### Source records
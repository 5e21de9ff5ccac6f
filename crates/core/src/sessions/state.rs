//! The session state machine.

use serde::{Deserialize, Serialize};
use thiserror::Error;

/// Terminal states of a session for one `(enrollment, date)`.
///
/// There is no stored "none" state: a session row only exists once one of
/// these has been reached, and it never transitions to the other.
#[derive(Debug, Clone, Copy, PartialEq, Eq, Serialize, Deserialize)]
#[serde(rename_all = "lowercase")]
pub enum SessionState {
    /// The session was given; obligations accrue.
    Given,
    /// The session was cancelled for the day; nothing accrues.
    Cancelled,
}

impl std::fmt::Display for SessionState {
    fn fmt(&self, f: &mut std::fmt::Formatter<'_>) -> std::fmt::Result {
        match self {
            Self::Given => write!(f, "given"),
            Self::Cancelled => write!(f, "cancelled"),
        }
    }
}

/// Outcome of a requested transition.
#[derive(Debug, Clone, Copy, PartialEq, Eq)]
pub enum Transition {
    /// No row existed; the caller should create one in the requested state.
    Create,
    /// The row already holds the requested state; the retry is a no-op
    /// (the caller should still heal any missing side effects).
    AlreadyInState,
}

/// Attempted to cross between the two terminal states.
#[derive(Debug, Error, PartialEq, Eq)]
#[error("session is already {current} for this enrollment and date, cannot mark it {requested}")]
pub struct StateConflict {
    /// State the session already holds.
    pub current: SessionState,
    /// State the caller asked for.
    pub requested: SessionState,
}

/// Decides what a requested transition means given the stored state.
///
/// Idempotent retries are the only case where "already done" is success;
/// crossing from `given` to `cancelled` or back is a conflict, never a
/// silent overwrite.
///
/// # Errors
///
/// Returns `StateConflict` when the stored state differs from the request.
pub fn transition(
    current: Option<SessionState>,
    requested: SessionState,
) -> Result<Transition, StateConflict> {
    match current {
        None => Ok(Transition::Create),
        Some(state) if state == requested => Ok(Transition::AlreadyInState),
        Some(state) => Err(StateConflict {
            current: state,
            requested,
        }),
    }
}

#[cfg(test)]
mod tests {
    use super::*;

    #[test]
    fn test_first_transition_creates() {
        assert_eq!(
            transition(None, SessionState::Given),
            Ok(Transition::Create)
        );
        assert_eq!(
            transition(None, SessionState::Cancelled),
            Ok(Transition::Create)
        );
    }

    #[test]
    fn test_retry_is_noop() {
        assert_eq!(
            transition(Some(SessionState::Given), SessionState::Given),
            Ok(Transition::AlreadyInState)
        );
        assert_eq!(
            transition(Some(SessionState::Cancelled), SessionState::Cancelled),
            Ok(Transition::AlreadyInState)
        );
    }

    #[test]
    fn test_cross_transitions_conflict() {
        assert_eq!(
            transition(Some(SessionState::Given), SessionState::Cancelled),
            Err(StateConflict {
                current: SessionState::Given,
                requested: SessionState::Cancelled,
            })
        );
        assert_eq!(
            transition(Some(SessionState::Cancelled), SessionState::Given),
            Err(StateConflict {
                current: SessionState::Cancelled,
                requested: SessionState::Given,
            })
        );
    }
}
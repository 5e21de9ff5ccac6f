//! Receipt store implementation using Apache OpenDAL.

use opendal::{Operator, services};
use uuid::Uuid;

use super::config::StorageProvider;
use super::error::StorageError;

/// Maximum accepted receipt file size (8 MiB).
const MAX_RECEIPT_BYTES: u64 = 8 * 1024 * 1024;

/// A stored receipt file.
#[derive(Debug, Clone)]
pub struct StoredReceipt {
    /// Storage key under the configured provider.
    pub key: String,
    /// Public URL recorded on the payment as `receipt_url`.
    pub url: String,
}

/// Stores payment receipt files.
pub struct ReceiptStore {
    operator: Operator,
    public_base_url: String,
}

impl std::fmt::Debug for ReceiptStore {
    fn fmt(&self, f: &mut std::fmt::Formatter<'_>) -> std::fmt::Result {
        f.debug_struct("ReceiptStore")
            .field("public_base_url", &self.public_base_url)
            .finish_non_exhaustive()
    }
}

impl ReceiptStore {
    /// Create a receipt store from a provider configuration.
    ///
    /// `public_base_url` is prepended to storage keys to form the receipt
    /// URLs recorded on payments.
    ///
    /// # Errors
    ///
    /// Returns an error if the storage provider cannot be initialized.
    pub fn from_provider(
        provider: &StorageProvider,
        public_base_url: impl Into<String>,
    ) -> Result<Self, StorageError> {
        let operator = Self::create_operator(provider)?;
        Ok(Self {
            operator,
            public_base_url: public_base_url.into().trim_end_matches('/').to_string(),
        })
    }

    /// Create OpenDAL operator from provider config.
    fn create_operator(provider: &StorageProvider) -> Result<Operator, StorageError> {
        match provider {
            StorageProvider::S3 {
                endpoint,
                bucket,
                access_key_id,
                secret_access_key,
                region,
            } => {
                let builder = services::S3::default()
                    .endpoint(endpoint)
                    .bucket(bucket)
                    .access_key_id(access_key_id)
                    .secret_access_key(secret_access_key)
                    .region(region);

                Ok(Operator::new(builder)
                    .map_err(|e| StorageError::configuration(e.to_string()))?
                    .finish())
            }
            StorageProvider::AzureBlob {
                account,
                access_key,
                container,
            } => {
                let builder = services::Azblob::default()
                    .account_name(account)
                    .account_key(access_key)
                    .container(container);

                Ok(Operator::new(builder)
                    .map_err(|e| StorageError::configuration(e.to_string()))?
                    .finish())
            }
            StorageProvider::LocalFs { root } => {
                let builder = services::Fs::default().root(
                    root.to_str()
                        .ok_or_else(|| StorageError::configuration("invalid path"))?,
                );

                Ok(Operator::new(builder)
                    .map_err(|e| StorageError::configuration(e.to_string()))?
                    .finish())
            }
        }
    }

    /// Stores a receipt file for a payment and returns its key and URL.
    ///
    /// Key format: `{payment_id}/{sanitized_filename}`.
    ///
    /// # Errors
    ///
    /// Returns an error if the file is empty, too large, or the write fails.
    pub async fn store_receipt(
        &self,
        payment_id: Uuid,
        filename: &str,
        bytes: Vec<u8>,
    ) -> Result<StoredReceipt, StorageError> {
        if bytes.is_empty() {
            return Err(StorageError::EmptyFile);
        }
        let size = bytes.len() as u64;
        if size > MAX_RECEIPT_BYTES {
            return Err(StorageError::FileTooLarge {
                size,
                max: MAX_RECEIPT_BYTES,
            });
        }

        let key = format!("{payment_id}/{}", sanitize_filename(filename));
        self.operator.write(&key, bytes).await?;

        let url = format!("{}/{key}", self.public_base_url);
        Ok(StoredReceipt { key, url })
    }

    /// Reads a stored receipt back.
    ///
    /// # Errors
    ///
    /// Returns `StorageError::NotFound` if the key does not exist.
    pub async fn read_receipt(&self, key: &str) -> Result<Vec<u8>, StorageError> {
        let buffer = self.operator.read(key).await?;
        Ok(buffer.to_vec())
    }
}

/// Keeps alphanumerics, dots, dashes, and underscores; everything else
/// becomes an underscore. Empty names become "receipt".
fn sanitize_filename(filename: &str) -> String {
    let sanitized: String = filename
        .chars()
        .map(|c| {
            if c.is_ascii_alphanumeric() || matches!(c, '.' | '-' | '_') {
                c
            } else {
                '_'
            }
        })
        .collect();

    if sanitized.trim_matches('_').is_empty() {
        "receipt".to_string()
    } else {
        sanitized
    }
}

#[cfg(test)]
mod tests {
    use super::*;

    #[test]
    fn test_sanitize_filename() {
        assert_eq!(sanitize_filename("recibo 001.pdf"), "recibo_001.pdf");
        assert_eq!(sanitize_filename("a/b\\c.png"), "a_b_c.png");
        assert_eq!(sanitize_filename("///"), "receipt");
        assert_eq!(sanitize_filename(""), "receipt");
    }

    #[tokio::test]
    async fn test_store_and_read_receipt_local_fs() {
        let dir = std::env::temp_dir().join(format!("aula-receipts-{}", Uuid::now_v7()));
        let store =
            ReceiptStore::from_provider(&StorageProvider::local_fs(&dir), "/receipts").unwrap();

        let payment_id = Uuid::now_v7();
        let stored = store
            .store_receipt(payment_id, "recibo 001.pdf", b"fake pdf".to_vec())
            .await
            .unwrap();

        assert_eq!(stored.key, format!("{payment_id}/recibo_001.pdf"));
        assert_eq!(stored.url, format!("/receipts/{payment_id}/recibo_001.pdf"));

        let bytes = store.read_receipt(&stored.key).await.unwrap();
        assert_eq!(bytes, b"fake pdf");

        std::fs::remove_dir_all(&dir).ok();
    }

    #[tokio::test]
    async fn test_store_rejects_empty_file() {
        let dir = std::env::temp_dir().join(format!("aula-receipts-{}", Uuid::now_v7()));
        let store =
            ReceiptStore::from_provider(&StorageProvider::local_fs(&dir), "/receipts").unwrap();

        let result = store.store_receipt(Uuid::now_v7(), "r.pdf", Vec::new()).await;
        assert!(matches!(result, Err(StorageError::EmptyFile)));
    }
}
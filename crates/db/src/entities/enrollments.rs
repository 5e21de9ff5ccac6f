//! `SeaORM` Entity for the enrollments table.

use sea_orm::entity::prelude::*;
use serde::{Deserialize, Serialize};

#[derive(Clone, Debug, PartialEq, DeriveEntityModel, Eq, Serialize, Deserialize)]
#[sea_orm(table_name = "enrollments")]
pub struct Model {
    #[sea_orm(primary_key, auto_increment = false)]
    pub id: Uuid,
    pub student_id: Uuid,
    pub course_id: Uuid,
    pub enrolled_on: Date,
    pub created_at: DateTimeWithTimeZone,
}

#[derive(Copy, Clone, Debug, EnumIter, DeriveRelation)]
pub enum Relation {
    #[sea_orm(
        belongs_to = "super::students::Entity",
        from = "Column::StudentId",
        to = "super::students::Column::Id"
    )]
    Students,
    #[sea_orm(
        belongs_to = "super::courses::Entity",
        from = "Column::CourseId",
        to = "super::courses::Column::Id"
    )]
    Courses,
    #[sea_orm(has_many = "super::class_sessions::Entity")]
    ClassSessions,
}

impl Related<super::students::Entity> for Entity {
    fn to() -> RelationDef {
        Relation::Students.def()
    }
}

impl Related<super::courses::Entity> for Entity {
    fn to() -> RelationDef {
        Relation::Courses.def()
    }
}

impl Related<super::class_sessions::Entity> for Entity {
    fn to() -> RelationDef {
        Relation::ClassSessions.def()
    }
}

impl ActiveModelBehavior for ActiveModel {}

### What to produce
Note which lines carry the word "root" in the material, then copy each of them.

### Reply
            StorageProvider::LocalFs { root } => {
                let builder = services::Fs::default().root(
                    root.to_str()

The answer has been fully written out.